The authority was inspected by Ofsted in 2002 the report from which stated:
Birmingham local education authority
is one of a very small number of EAs which stand as an example to all
authorities of what can be done, even in the most demanding urban environments.
The LEA’s work to combat racism is
described as very good with a number of different initiatives to raise
achievement of minority ethnic groups also highlighted.
Soon after receiving a glowing endorsement from Ofsted Tim decided to leave Birmingham. There was much that was different now compared with the situation in 1993 when he had first arrived.
Since Mr Brighouse’s appointment in 1993 results in the city have
improved year on year at all levels and at a faster rate than national
averages. In Birmingham in 2001 41.4% of pupils achieved 5 or more A to C
grades at GCSE compared to 33% in 1996. At key stage 2 in 2001 71% achieved
level 4 or above in English compared to 46% in 1996, 67% in maths compared to
44% and 85% in science compared to 48%.
‘Tim’s contribution to Birmingham is almost immeasurable. He took
an under performing service and made it a service with an international
reputation for urban education. He leaves the department in amazingly good
shape with a superb collection of head teachers, advisors and support staff. We
are committed to continuing improvement and will not be complacent.’
I had little chance for contact with Tim,
especially in person. One time he came to one of our staff gatherings. My
highlight from that event were the few minutes I spent with him in the dinner
queue. I said to him: I sometimes wonder whether I should work full time as a
schools advisor. He said it wasn’t about being full time in one job or part
time in a couple; it was the total impact you made that mattered. Suffice it to
say I carried on portfolio working until I was made redundant when Birmingham
dismantled its education advisory services.
We could see the progress that had been made
in race equality during Tim’s time by looking at another comment from Ofsted
the year after Tim left; – thematic inspection on combatting racism:
We found the schools we visited to be very outward-facing
institutions – acting to mainstream race equality and ask how they could
provide better education opportunities for children (and parents).
We were impressed by the schools’ engagement activities with
parents. That work enabled support on attainment (such as mentoring) and
progress to be effectively communicated; offered parents access to
extra-curricular activities; and built parental confidence in the positive
nature of school/pupil relationships.
In 1996, Tim had written the following words (at the end of his
chapter: Urban Deserts or Fine Cities? in the 1996 book by Barber and Dann:
Raising Educational Standards in the Inner Cities) which give us a clue how
things were done back then:
Birmingham is fortunate: there is one common factor of agreement
and determination. We are going to capitalize on our teachers and the hopes of
all our parents for the next generation. Together we are applying the lessons
of research and we are backed by formidable political will.

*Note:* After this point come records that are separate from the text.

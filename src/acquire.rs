//! Bounded video acquisition.
//!
//! The gate hands a remote downloader a match filter built from the duration
//! policy. The filter runs as soon as metadata is known, so over-long videos
//! are refused before any media bytes are fetched.

use std::fs;
use std::path::PathBuf;
use std::sync::OnceLock;

use serde::Deserialize;
use tokio::process::Command;

use crate::error::AcquisitionError;
use crate::library::VideoAsset;

pub(crate) const DEFAULT_MAX_DURATION_SECS: f64 = 120.0;

/// Metadata reported by the downloader before the media body is fetched.
#[derive(Debug, Clone, PartialEq, Deserialize)]
pub(crate) struct MediaInfo {
    #[serde(default)]
    pub(crate) title: String,
    #[serde(default)]
    pub(crate) duration: Option<f64>,
    #[serde(default)]
    pub(crate) ext: String,
}

#[derive(Debug)]
pub(crate) struct DownloadRequest<'a> {
    pub(crate) url: &'a str,
    pub(crate) format: &'a str,
    /// `%(title)s.%(ext)s`-style template for the output file.
    pub(crate) output_template: String,
}

pub(crate) type MatchFilter<'a> = &'a (dyn Fn(&MediaInfo) -> Result<(), AcquisitionError> + Sync);

/// Remote resolver/downloader. Returns the path of the completed file.
pub(crate) trait Downloader {
    async fn download(
        &self,
        request: &DownloadRequest<'_>,
        filter: MatchFilter<'_>,
    ) -> Result<PathBuf, AcquisitionError>;
}

#[derive(Debug, Clone, Copy, PartialEq)]
pub(crate) struct DurationPolicy {
    pub(crate) max_seconds: f64,
}

impl Default for DurationPolicy {
    fn default() -> Self {
        Self {
            max_seconds: DEFAULT_MAX_DURATION_SECS,
        }
    }
}

impl DurationPolicy {
    /// Rejects only a known duration above the ceiling.
    pub(crate) fn check(&self, duration: Option<f64>) -> Result<(), AcquisitionError> {
        match duration {
            Some(duration) if duration > self.max_seconds => {
                Err(AcquisitionError::PolicyRejected {
                    duration,
                    limit: self.max_seconds,
                })
            }
            _ => Ok(()),
        }
    }
}

pub(crate) struct AcquisitionGate<D> {
    downloader: D,
    video_dir: PathBuf,
    format: String,
    policy: DurationPolicy,
}

impl<D: Downloader> AcquisitionGate<D> {
    pub(crate) fn new(
        downloader: D,
        video_dir: impl Into<PathBuf>,
        format: impl Into<String>,
        policy: DurationPolicy,
    ) -> Self {
        Self {
            downloader,
            video_dir: video_dir.into(),
            format: format.into(),
            policy,
        }
    }

    pub(crate) async fn acquire(&self, url: &str) -> Result<VideoAsset, AcquisitionError> {
        let url = url.trim();
        if url.is_empty() {
            return Err(AcquisitionError::UnsupportedUrl("empty url".to_owned()));
        }

        fs::create_dir_all(&self.video_dir).map_err(|e| {
            AcquisitionError::Unknown(format!(
                "cannot create {}: {e}",
                self.video_dir.display()
            ))
        })?;

        let request = DownloadRequest {
            url,
            format: &self.format,
            output_template: self
                .video_dir
                .join("%(title)s.%(ext)s")
                .to_string_lossy()
                .into_owned(),
        };

        let policy = self.policy;
        let reported = OnceLock::new();
        let filter = |info: &MediaInfo| {
            let _ = reported.set(info.duration);
            match policy.check(info.duration) {
                Ok(()) => {
                    tracing::info!(title = %info.title, ext = %info.ext, duration = ?info.duration, "video accepted");
                    Ok(())
                }
                Err(e) => {
                    tracing::warn!(title = %info.title, duration = ?info.duration, "video rejected");
                    Err(e)
                }
            }
        };

        tracing::info!(%url, "downloading video");
        let local_path = self.downloader.download(&request, &filter).await?;
        let duration = reported.get().copied().flatten();

        tracing::info!(path = %local_path.display(), "video downloaded");
        Ok(VideoAsset::from_path(local_path, duration))
    }
}

/// Drives the `yt-dlp` binary. The child process is killed if the download
/// future is dropped; yt-dlp keeps unfinished data in a `.part` file, which
/// is never listed as a video.
#[derive(Debug, Clone)]
pub(crate) struct YtDlp {
    program: PathBuf,
}

impl YtDlp {
    pub(crate) fn new(program: impl Into<PathBuf>) -> Self {
        Self {
            program: program.into(),
        }
    }

    fn command(&self) -> Command {
        let mut command = Command::new(&self.program);
        command.kill_on_drop(true);
        command
    }

    async fn metadata(&self, request: &DownloadRequest<'_>) -> Result<MediaInfo, AcquisitionError> {
        let output = self
            .command()
            .args(["--dump-single-json", "--no-playlist", "--skip-download", "-f"])
            .arg(request.format)
            .arg("--")
            .arg(request.url)
            .output()
            .await
            .map_err(|e| self.spawn_error(e))?;

        if !output.status.success() {
            return Err(classify_failure(&String::from_utf8_lossy(&output.stderr)));
        }
        parse_metadata(&output.stdout)
    }

    fn spawn_error(&self, error: std::io::Error) -> AcquisitionError {
        AcquisitionError::Unknown(format!(
            "cannot run {}: {error}",
            self.program.display()
        ))
    }
}

impl Downloader for YtDlp {
    async fn download(
        &self,
        request: &DownloadRequest<'_>,
        filter: MatchFilter<'_>,
    ) -> Result<PathBuf, AcquisitionError> {
        let info = self.metadata(request).await?;
        filter(&info)?;

        let output = self
            .command()
            .args([
                "--no-playlist",
                "--force-overwrites",
                "--no-simulate",
                "--print",
                "after_move:filepath",
                "-f",
            ])
            .arg(request.format)
            .arg("-o")
            .arg(&request.output_template)
            .arg("--")
            .arg(request.url)
            .output()
            .await
            .map_err(|e| self.spawn_error(e))?;

        if !output.status.success() {
            return Err(classify_failure(&String::from_utf8_lossy(&output.stderr)));
        }

        final_path(&String::from_utf8_lossy(&output.stdout)).ok_or_else(|| {
            AcquisitionError::Unknown("yt-dlp did not report a file name".to_owned())
        })
    }
}

pub(crate) fn parse_metadata(json: &[u8]) -> Result<MediaInfo, AcquisitionError> {
    serde_json::from_slice(json)
        .map_err(|e| AcquisitionError::Unknown(format!("unexpected yt-dlp metadata: {e}")))
}

/// Last non-empty stdout line, which `--print after_move:filepath` writes.
fn final_path(stdout: &str) -> Option<PathBuf> {
    stdout
        .lines()
        .map(str::trim)
        .filter(|line| !line.is_empty())
        .last()
        .map(PathBuf::from)
}

pub(crate) fn classify_failure(stderr: &str) -> AcquisitionError {
    let message = stderr
        .lines()
        .rev()
        .find(|line| line.starts_with("ERROR:"))
        .or_else(|| stderr.lines().rev().find(|line| !line.trim().is_empty()))
        .unwrap_or("yt-dlp failed without output")
        .trim()
        .to_owned();

    const UNSUPPORTED: [&str; 2] = ["Unsupported URL", "is not a valid URL"];
    const NETWORK: [&str; 6] = [
        "HTTP Error",
        "Unable to download",
        "timed out",
        "Connection",
        "Name or service not known",
        "Temporary failure in name resolution",
    ];

    if UNSUPPORTED.iter().any(|needle| message.contains(needle)) {
        AcquisitionError::UnsupportedUrl(message)
    } else if NETWORK.iter().any(|needle| message.contains(needle)) {
        AcquisitionError::Network(message)
    } else {
        AcquisitionError::Unknown(message)
    }
}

Champion of Muslim children
In one of his interviews Tim talked of the
need to understand race as a permanent social issue (‘I don’t believe racism
will ever be cracked at all. I don’t …it’s something you’ve just got to keep
returning to’). He was particularly critical, therefore, of what he perceived
as the government’s failure to address issues such as Islamophobia and a
general failure to maintain a focus on equalities in education.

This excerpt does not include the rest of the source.